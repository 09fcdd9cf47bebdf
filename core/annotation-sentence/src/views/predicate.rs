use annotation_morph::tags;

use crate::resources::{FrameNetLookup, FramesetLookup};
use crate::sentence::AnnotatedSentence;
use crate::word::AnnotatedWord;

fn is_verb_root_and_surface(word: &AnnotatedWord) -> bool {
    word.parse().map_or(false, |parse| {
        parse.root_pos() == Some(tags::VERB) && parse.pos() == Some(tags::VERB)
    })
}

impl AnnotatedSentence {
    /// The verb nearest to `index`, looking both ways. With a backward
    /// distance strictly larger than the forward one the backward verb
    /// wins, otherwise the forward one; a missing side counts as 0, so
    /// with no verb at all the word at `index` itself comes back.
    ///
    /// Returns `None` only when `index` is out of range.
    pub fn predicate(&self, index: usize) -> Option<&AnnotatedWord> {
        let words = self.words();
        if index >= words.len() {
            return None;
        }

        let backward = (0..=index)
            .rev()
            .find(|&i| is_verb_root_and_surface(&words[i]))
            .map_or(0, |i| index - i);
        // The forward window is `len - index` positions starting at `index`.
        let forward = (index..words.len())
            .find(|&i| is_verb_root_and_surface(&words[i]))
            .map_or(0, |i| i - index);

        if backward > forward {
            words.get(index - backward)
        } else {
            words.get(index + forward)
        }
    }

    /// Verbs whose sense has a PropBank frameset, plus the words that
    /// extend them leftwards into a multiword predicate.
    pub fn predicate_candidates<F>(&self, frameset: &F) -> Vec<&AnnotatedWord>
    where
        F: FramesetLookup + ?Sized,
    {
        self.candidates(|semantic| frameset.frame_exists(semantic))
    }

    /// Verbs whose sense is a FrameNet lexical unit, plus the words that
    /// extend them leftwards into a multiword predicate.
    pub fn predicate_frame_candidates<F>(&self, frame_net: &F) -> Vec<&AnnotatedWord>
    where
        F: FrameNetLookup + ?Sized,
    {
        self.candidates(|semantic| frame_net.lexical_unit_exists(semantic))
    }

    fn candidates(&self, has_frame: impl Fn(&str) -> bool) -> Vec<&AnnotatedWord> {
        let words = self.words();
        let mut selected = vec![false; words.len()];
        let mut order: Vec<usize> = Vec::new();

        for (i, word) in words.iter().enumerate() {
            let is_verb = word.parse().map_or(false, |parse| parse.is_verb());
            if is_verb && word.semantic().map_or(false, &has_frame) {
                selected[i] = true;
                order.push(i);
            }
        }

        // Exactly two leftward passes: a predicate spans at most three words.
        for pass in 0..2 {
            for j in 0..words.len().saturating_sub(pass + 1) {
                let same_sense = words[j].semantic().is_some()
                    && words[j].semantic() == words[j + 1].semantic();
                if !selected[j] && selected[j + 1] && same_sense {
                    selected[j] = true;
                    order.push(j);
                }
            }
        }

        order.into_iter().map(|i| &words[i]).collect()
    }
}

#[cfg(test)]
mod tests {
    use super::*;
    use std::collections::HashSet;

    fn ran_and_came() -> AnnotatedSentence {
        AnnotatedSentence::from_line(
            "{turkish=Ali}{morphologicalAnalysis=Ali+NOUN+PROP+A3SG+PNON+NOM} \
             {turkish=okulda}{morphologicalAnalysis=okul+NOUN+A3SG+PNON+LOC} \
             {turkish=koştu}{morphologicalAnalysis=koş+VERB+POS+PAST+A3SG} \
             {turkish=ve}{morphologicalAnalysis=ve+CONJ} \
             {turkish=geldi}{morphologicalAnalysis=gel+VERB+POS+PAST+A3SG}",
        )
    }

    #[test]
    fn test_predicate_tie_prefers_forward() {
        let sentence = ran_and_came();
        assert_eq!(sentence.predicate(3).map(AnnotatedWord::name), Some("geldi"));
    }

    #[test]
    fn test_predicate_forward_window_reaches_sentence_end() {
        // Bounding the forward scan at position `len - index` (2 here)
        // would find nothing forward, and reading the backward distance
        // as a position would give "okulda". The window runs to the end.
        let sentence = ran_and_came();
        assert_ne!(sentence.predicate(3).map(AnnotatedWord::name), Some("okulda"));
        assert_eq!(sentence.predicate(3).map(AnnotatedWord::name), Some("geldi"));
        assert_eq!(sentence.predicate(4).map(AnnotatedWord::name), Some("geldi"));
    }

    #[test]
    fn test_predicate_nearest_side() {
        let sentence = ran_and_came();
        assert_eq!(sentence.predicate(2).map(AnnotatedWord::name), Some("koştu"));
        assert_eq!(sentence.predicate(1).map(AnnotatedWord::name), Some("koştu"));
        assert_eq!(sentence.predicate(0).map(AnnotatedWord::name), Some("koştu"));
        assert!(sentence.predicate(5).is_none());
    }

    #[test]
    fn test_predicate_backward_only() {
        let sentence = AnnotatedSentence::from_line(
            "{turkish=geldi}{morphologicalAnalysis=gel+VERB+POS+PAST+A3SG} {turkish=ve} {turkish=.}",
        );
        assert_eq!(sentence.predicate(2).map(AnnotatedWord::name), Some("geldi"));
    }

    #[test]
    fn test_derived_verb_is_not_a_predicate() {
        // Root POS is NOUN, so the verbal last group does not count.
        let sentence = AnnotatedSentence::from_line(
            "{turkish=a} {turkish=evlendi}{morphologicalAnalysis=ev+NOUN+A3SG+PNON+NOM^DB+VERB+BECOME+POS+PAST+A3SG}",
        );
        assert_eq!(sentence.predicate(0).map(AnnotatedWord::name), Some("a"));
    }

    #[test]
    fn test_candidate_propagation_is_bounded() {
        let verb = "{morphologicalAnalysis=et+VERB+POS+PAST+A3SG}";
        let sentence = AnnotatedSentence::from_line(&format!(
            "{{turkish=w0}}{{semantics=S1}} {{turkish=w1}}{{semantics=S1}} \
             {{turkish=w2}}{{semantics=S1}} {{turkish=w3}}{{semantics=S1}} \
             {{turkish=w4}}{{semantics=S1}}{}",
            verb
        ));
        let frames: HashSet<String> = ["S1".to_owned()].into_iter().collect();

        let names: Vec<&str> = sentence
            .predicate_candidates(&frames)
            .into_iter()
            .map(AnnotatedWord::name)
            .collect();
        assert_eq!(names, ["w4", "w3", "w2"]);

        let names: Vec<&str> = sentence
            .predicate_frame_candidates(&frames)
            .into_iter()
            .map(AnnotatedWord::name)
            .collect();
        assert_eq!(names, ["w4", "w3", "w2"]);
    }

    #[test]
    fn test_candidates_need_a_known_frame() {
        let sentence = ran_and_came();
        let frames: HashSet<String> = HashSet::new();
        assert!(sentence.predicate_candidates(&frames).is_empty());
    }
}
..........
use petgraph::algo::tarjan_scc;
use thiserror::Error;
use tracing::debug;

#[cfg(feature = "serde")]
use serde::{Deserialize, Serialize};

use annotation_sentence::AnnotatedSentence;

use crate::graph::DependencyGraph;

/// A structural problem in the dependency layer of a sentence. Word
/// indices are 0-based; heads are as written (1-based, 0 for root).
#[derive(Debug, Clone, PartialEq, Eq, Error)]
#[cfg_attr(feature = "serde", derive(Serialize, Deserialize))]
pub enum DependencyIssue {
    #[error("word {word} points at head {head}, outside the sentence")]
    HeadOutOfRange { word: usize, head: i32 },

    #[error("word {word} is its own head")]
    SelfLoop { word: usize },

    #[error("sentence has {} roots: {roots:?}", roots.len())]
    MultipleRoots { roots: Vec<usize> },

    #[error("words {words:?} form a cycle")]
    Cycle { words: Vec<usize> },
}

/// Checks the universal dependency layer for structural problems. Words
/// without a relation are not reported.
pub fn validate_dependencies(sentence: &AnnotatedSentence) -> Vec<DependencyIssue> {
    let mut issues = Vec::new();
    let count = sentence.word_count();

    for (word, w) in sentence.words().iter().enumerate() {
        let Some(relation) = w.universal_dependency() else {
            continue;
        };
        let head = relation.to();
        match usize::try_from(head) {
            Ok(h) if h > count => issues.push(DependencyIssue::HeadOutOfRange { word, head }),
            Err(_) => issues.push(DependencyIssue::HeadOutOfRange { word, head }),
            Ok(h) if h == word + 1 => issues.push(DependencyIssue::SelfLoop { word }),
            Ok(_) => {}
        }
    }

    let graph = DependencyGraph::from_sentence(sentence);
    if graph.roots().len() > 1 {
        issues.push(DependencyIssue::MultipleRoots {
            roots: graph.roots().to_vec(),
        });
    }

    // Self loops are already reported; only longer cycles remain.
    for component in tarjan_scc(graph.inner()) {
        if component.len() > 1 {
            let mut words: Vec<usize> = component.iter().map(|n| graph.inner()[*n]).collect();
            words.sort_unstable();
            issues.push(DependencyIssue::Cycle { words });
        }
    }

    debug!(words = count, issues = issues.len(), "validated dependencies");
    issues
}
..........
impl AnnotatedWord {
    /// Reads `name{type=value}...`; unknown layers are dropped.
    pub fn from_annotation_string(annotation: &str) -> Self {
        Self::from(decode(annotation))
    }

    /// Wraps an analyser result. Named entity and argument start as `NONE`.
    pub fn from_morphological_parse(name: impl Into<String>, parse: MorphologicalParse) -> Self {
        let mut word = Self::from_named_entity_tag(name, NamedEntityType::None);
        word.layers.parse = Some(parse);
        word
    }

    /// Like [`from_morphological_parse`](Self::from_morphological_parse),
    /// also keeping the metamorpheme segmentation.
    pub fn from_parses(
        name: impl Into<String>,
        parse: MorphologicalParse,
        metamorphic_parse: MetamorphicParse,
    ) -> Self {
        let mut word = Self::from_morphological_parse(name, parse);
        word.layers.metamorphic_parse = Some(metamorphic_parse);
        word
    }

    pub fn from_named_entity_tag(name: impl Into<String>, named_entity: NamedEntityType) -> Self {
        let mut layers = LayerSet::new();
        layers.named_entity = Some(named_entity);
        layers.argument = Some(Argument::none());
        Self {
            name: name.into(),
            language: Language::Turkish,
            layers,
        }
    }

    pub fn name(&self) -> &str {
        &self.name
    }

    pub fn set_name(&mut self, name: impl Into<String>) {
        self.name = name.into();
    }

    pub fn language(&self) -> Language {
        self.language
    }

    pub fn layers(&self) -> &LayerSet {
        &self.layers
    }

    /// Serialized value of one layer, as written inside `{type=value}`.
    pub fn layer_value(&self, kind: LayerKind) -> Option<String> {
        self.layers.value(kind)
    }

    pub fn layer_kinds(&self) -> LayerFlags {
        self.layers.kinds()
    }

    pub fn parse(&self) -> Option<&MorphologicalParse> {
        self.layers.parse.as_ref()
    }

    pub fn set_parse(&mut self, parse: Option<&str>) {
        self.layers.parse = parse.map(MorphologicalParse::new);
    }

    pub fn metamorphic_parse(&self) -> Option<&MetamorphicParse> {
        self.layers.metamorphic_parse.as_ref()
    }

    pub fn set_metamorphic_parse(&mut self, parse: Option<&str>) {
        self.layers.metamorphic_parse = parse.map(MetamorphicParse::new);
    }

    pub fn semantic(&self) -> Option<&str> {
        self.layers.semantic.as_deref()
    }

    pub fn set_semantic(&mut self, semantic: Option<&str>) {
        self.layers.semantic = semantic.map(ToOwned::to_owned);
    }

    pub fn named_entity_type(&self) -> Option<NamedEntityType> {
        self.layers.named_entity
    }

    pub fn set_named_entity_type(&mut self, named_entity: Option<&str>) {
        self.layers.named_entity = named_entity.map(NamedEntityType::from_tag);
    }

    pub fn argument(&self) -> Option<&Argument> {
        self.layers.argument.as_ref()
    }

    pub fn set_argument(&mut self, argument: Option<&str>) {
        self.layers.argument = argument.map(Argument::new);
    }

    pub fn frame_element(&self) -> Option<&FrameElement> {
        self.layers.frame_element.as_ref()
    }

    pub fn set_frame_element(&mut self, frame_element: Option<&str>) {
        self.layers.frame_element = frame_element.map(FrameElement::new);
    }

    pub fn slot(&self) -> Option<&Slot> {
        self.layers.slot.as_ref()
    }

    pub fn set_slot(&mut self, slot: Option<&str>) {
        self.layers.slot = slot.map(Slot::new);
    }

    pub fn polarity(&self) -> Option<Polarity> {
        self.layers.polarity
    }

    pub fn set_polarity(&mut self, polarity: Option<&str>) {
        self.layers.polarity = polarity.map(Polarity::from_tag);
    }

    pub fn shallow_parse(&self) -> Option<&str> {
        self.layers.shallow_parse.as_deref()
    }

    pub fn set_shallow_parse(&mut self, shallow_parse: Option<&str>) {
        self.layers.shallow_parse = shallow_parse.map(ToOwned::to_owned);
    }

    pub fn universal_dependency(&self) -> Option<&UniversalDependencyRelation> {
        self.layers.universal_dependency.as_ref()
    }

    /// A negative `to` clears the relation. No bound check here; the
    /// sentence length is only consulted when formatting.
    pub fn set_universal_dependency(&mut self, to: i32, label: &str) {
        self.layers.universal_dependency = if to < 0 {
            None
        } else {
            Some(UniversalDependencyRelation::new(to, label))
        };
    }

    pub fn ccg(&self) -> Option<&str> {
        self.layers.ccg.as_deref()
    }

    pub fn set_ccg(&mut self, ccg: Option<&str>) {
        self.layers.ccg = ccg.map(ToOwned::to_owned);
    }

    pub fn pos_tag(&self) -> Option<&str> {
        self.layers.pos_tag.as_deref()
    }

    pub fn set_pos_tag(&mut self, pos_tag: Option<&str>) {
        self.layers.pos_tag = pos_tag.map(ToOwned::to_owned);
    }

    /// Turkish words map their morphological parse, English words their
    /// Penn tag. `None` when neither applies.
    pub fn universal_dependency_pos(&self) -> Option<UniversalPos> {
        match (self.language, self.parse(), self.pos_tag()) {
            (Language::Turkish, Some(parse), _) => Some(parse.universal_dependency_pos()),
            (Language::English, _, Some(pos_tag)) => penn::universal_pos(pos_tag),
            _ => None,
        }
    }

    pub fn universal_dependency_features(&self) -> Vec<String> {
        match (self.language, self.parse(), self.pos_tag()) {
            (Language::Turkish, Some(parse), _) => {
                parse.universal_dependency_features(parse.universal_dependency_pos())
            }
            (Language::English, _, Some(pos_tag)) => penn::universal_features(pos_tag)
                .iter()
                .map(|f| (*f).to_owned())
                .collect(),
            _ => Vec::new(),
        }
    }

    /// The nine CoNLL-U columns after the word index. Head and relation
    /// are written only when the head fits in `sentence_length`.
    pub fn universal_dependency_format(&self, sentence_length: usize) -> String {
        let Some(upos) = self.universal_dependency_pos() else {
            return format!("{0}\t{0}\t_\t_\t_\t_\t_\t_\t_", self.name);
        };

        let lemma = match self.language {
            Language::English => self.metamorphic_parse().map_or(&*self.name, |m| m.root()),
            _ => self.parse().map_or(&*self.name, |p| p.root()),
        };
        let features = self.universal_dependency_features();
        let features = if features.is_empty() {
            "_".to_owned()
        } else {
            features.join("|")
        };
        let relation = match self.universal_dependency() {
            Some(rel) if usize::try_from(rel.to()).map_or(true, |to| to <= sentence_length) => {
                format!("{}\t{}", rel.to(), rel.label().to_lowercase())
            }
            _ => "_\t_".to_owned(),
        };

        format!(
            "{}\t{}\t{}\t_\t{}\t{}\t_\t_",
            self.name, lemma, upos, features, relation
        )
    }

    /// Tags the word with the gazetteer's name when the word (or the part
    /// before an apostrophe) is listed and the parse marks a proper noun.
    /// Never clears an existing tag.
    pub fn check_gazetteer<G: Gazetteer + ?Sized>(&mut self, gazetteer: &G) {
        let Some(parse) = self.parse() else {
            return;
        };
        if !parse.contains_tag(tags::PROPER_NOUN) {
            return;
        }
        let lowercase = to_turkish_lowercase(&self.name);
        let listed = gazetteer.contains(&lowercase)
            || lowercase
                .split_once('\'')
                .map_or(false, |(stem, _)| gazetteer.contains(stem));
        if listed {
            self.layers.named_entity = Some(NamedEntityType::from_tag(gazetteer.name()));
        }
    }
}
..........
REQUIREMENT
Search the material above for "Sized". Pull out each line where it shows up.

EXERCISE OUTPUT
        F: FramesetLookup + ?Sized,
        F: FrameNetLookup + ?Sized,
    pub fn check_gazetteer<G: Gazetteer + ?Sized>(&mut self, gazetteer: &G) {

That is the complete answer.